Under the Vicious Lawless Association Disestablishment Bill, which was passed by parliament last week, members of about two dozen motorcycle clubs are outlawed from gathering in groups of three or more (including riding together), going to their clubhouses, and promoting and recruiting for their groups. The penalty for engaging in these activities would be a mandatory six-month jail term. Other approved laws bar members of outlawed motorcycle clubs from owning, operating, or working in tattoo parlors, as well as ensure that they serve a minimum of 15 more years in prison than nonmembers who commit the same crimes. In response, the Australian Motorcycle Council is raising funds to mount a court challenge to the laws, and already has a lawyer prepared to try the case.
Officials are also planning to convert a 52-bed wing of the Woodford Correctional Center into a high-security, biker-only jail partially modeled after Arizona Sheriff Joe Arpaio’s famously draconian vision of incarceration. The bikies would be confined to their cells for 23 hours a day, and denied television, gym facilities, and rehabilitation for the duration of their sentence. Civil liberties groups have likened the proposed biker jail to terrorist detention facilities. By contrast, Arpaio’s approach seems more humane: He houses inmates in desert tents, and has banned cigarettes, coffee, pornographic magazines, and unrestricted television in his jails — but inmates are, at least, allowed to watch pre-approved classics like Old Yeller.
Adding insult to injury, Newman hopes to expand on another of Arpaio’s more controversial policies: requiring inmates to wear pink underwear. Though Arpaio claims that his pink underwear policy is a deterrent against underwear theft, a district court ruled in March that the practice constituted punishment without justification because it symbolized the stripping of prisoners’ masculinity. Newman, by contrast, would force incarcerated bikers into pink uniforms, and is unabashed about his desire to punish through feminization. "They like to wear scary looking gear, leather jackets, they have tattoos, they have their colours," Newman told reporters. "Telling them to wear pink is going to be embarrassing for them."

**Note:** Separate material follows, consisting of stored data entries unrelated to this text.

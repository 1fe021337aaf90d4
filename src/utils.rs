use crate::Result;
use anyhow::Context;
use std::path::Path;

/// Write a file.
#[cfg(test)]
pub(crate) async fn write(path: impl AsRef<Path>, contents: impl AsRef<[u8]>) -> Result<()> {
    let path = path.as_ref();
    tokio::fs::write(path, contents)
        .await
        .context(format!("Unable to write to {}", path.to_string_lossy()))
}

/// Read a file to a `String`.
pub(crate) async fn read(path: impl AsRef<Path>) -> Result<String> {
    let path = path.as_ref();
    tokio::fs::read_to_string(path)
        .await
        .with_context(|| format!("Failed to read file at {}", path.display()))
}

/// Remove a file.
#[cfg(test)]
pub(crate) async fn remove(path: impl AsRef<Path>) -> Result<()> {
    let path = path.as_ref();
    tokio::fs::remove_file(path)
        .await
        .with_context(|| format!("Unable to remove {}", path.display()))
}
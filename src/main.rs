use clap::Parser;
use std::process::ExitCode;
use tracing::{debug, error, trace};
use tracing_subscriber::filter::LevelFilter;
use tracing_subscriber::EnvFilter;
use txn_dashboard::args::{Args, Command};
use txn_dashboard::{commands, Config, Result};

#[tokio::main]
async fn main() -> ExitCode {
    let args = Args::parse();
    let log_level = args.common().log_level();
    init_logger(log_level);
    debug!("Log level set to {}", log_level.to_string().to_lowercase());

    match main_inner(args).await {
        Ok(_) => ExitCode::SUCCESS,
        Err(e) => {
            error!("Exiting with error: {e:#}");
            ExitCode::FAILURE
        }
    }
}

pub async fn main_inner(args: Args) -> Result<()> {
    trace!("{args:?}");

    // Route to appropriate command handler
    let _: () = match args.command() {
        Command::Serve(serve_args) => {
            let config = Config::load(args.common(), Some(serve_args)).await?;
            commands::serve(config).await?.log()
        }

        Command::Summary(summary_args) => {
            let config = Config::load(args.common(), None).await?;
            let out = commands::summary(config, summary_args.json()).await?;
            // The summary is the program's output, so it goes to stdout rather than the log.
            println!("{}", out.message());
        }
    };
    Ok(())
}

/// Initializes the tracing subscriber.
pub fn init_logger(level: LevelFilter) {
    let filter = match std::env::var("RUST_LOG").ok() {
        Some(_) => {
            // RUST_LOG exists; use it.
            EnvFilter::from_default_env()
        }
        None => {
            // RUST_LOG does not exist; use default log level for this crate only. The library and
            // the binary share the same crate name.
            EnvFilter::new(format!("{}={}", env!("CARGO_CRATE_NAME"), level))
        }
    };

    tracing_subscriber::fmt()
        .with_env_filter(filter)
        .with_writer(std::io::stderr)
        .init();
}
//! The HTTP server that hosts the dashboard page and its JSON endpoints.
//!
//! One task per connection, HTTP/1.1 only. Handlers read the published dashboard from
//! `AppState`; reloads and uploads go through `AppState::reload_from`, which serializes them.

mod page;
mod routes;

pub use routes::handle;

use crate::state::AppState;
use crate::Result;
use anyhow::Context;
use hyper::server::conn::http1;
use hyper::service::service_fn;
use hyper_util::rt::TokioIo;
use std::convert::Infallible;
use std::future::Future;
use std::net::SocketAddr;
use tokio::net::TcpListener;
use tracing::{debug, info, warn};

/// Binds the listening socket.
pub async fn bind(addr: SocketAddr) -> Result<TcpListener> {
    TcpListener::bind(addr)
        .await
        .with_context(|| format!("Unable to listen on {addr}"))
}

/// Accepts connections on `listener` until `shutdown` completes.
pub async fn serve(
    listener: TcpListener,
    state: AppState,
    shutdown: impl Future<Output = ()>,
) -> Result<()> {
    let local = listener
        .local_addr()
        .context("Unable to read the listening address")?;
    info!("Dashboard available at http://{local}/");

    tokio::pin!(shutdown);
    loop {
        tokio::select! {
            accepted = listener.accept() => {
                let (stream, peer) = match accepted {
                    Ok(conn) => conn,
                    Err(e) => {
                        warn!("Unable to accept a connection: {e}");
                        continue;
                    }
                };
                debug!("Accepted connection from {peer}");
                let state = state.clone();
                tokio::spawn(async move {
                    let service = service_fn(move |req| {
                        let state = state.clone();
                        async move { Ok::<_, Infallible>(handle(&state, req).await) }
                    });
                    if let Err(e) = http1::Builder::new()
                        .serve_connection(TokioIo::new(stream), service)
                        .await
                    {
                        debug!("Connection from {peer} ended with an error: {e}");
                    }
                });
            }
            _ = &mut shutdown => {
                info!("Shutting down the dashboard server");
                return Ok(());
            }
        }
    }
}
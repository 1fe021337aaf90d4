//! The single dashboard page. Charts are drawn by Plotly.js from the figures the API returns.

pub const INDEX: &str = r##"<!DOCTYPE html>
<html lang="en">
<head>
<meta charset="utf-8">
<title>Transaction Dashboard</title>
<script src="https://cdn.plot.ly/plotly-2.35.2.min.js" charset="utf-8"></script>
<style>
  body { font-family: Arial, sans-serif; margin: 20px; }
  .controls { display: flex; gap: 12px; align-items: center; margin-bottom: 12px; }
  .chart { width: 100%; height: 420px; }
  table { border-collapse: collapse; width: 100%; margin-top: 12px; }
  th, td { border: 1px solid lightgrey; padding: 4px 8px; text-align: left; }
  th { background: #f5f5f5; }
  #source { color: grey; font-size: 0.9em; }
</style>
</head>
<body>
<h1>Transaction Dashboard</h1>
<div class="controls">
  <button id="reload" type="button">Reload</button>
  <input id="upload" type="file" accept=".csv,text/csv">
  <span id="source"></span>
</div>
<div id="amount-chart" class="chart"></div>
<div id="units-chart" class="chart"></div>
<table id="transactions">
  <thead></thead>
  <tbody></tbody>
</table>
<div class="controls">
  <button id="prev" type="button">Previous</button>
  <span id="page-label"></span>
  <button id="next" type="button">Next</button>
</div>
<script>
let page = 1;
let pageCount = 1;
let snapshot = null;

function renderGrid(columns, grid) {
  if (columns) {
    const head = document.querySelector("#transactions thead");
    head.innerHTML = "";
    const row = head.insertRow();
    for (const name of columns) {
      const th = document.createElement("th");
      th.textContent = name;
      row.appendChild(th);
    }
  }
  const body = document.querySelector("#transactions tbody");
  body.innerHTML = "";
  for (const cells of grid.rows) {
    const row = body.insertRow();
    for (const value of cells) {
      row.insertCell().textContent = value;
    }
  }
  page = grid.page;
  pageCount = grid.page_count;
  document.getElementById("page-label").textContent = `Page ${page} of ${pageCount}`;
}

function render(view) {
  snapshot = view.snapshot;
  Plotly.react("amount-chart", view.amount_chart.data, view.amount_chart.layout);
  Plotly.react("units-chart", view.units_chart.data, view.units_chart.layout);
  renderGrid(view.columns, view.grid);
  document.getElementById("source").textContent =
    `${view.source} (loaded ${new Date(view.loaded_at).toLocaleString()})`;
}

class ApiError extends Error {
  constructor(status, message) {
    super(message);
    this.status = status;
  }
}

async function call(url, options) {
  const response = await fetch(url, options);
  const body = await response.json();
  if (!response.ok) {
    throw new ApiError(response.status, body.error || response.statusText);
  }
  return body;
}

async function refresh(url, options) {
  try {
    render(await call(url, options));
  } catch (e) {
    console.error(e);
  }
}

async function showPage(number) {
  try {
    const tag = snapshot === null ? "" : `&snapshot=${snapshot}`;
    renderGrid(null, await call(`/api/grid?page=${number}${tag}`));
  } catch (e) {
    if (e.status === 409) {
      // The table was replaced since the charts were drawn; redraw everything together.
      refresh("/api/dashboard");
    } else {
      console.error(e);
    }
  }
}

document.getElementById("reload").addEventListener("click", () =>
  refresh("/api/reload", { method: "POST" }));

document.getElementById("upload").addEventListener("change", (event) => {
  const file = event.target.files[0];
  if (!file) {
    return;
  }
  refresh("/api/upload", {
    method: "POST",
    headers: { "X-File-Name": file.name, "Content-Type": "text/csv" },
    body: file,
  });
  event.target.value = "";
});

document.getElementById("prev").addEventListener("click", () => {
  if (page > 1) showPage(page - 1);
});
document.getElementById("next").addEventListener("click", () => {
  if (page < pageCount) showPage(page + 1);
});

refresh("/api/dashboard");
</script>
</body>
</html>
"##;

Such prisoner-shaming isn’t new. Convicted Rwandan genocidaires are made to wear pink uniforms while wayward Thai police officers are supposed to don bright pink arm bands emblazoned with images of Hello Kitty. Politicians in other Australian territories have called for pink prison jumpsuits, too.
The notion that pink is inherently emasculating, and that emasculation is an appropriate way of policing misbehaving males, is a pervasive one. Whether it’s effective is another matter. Plenty of research suggests that American prison culture is largely defined by performances of hypermasculinity that contribute to sexual and other violence behind bars. So it’s worth considering how institutionalized attempts at emasculation might play out in the prison yard: Would Newman’s pink jumpsuits motivate inmates to more determinedly exert their masculinity, or would it make them easy targets of violence?
And, if motorcycle clubs’ "scary looking gear," leather jackets, and tattoos are being deemed "bikie chic" by Australian designers, who’s to say pink tunics wouldn’t catch on, too?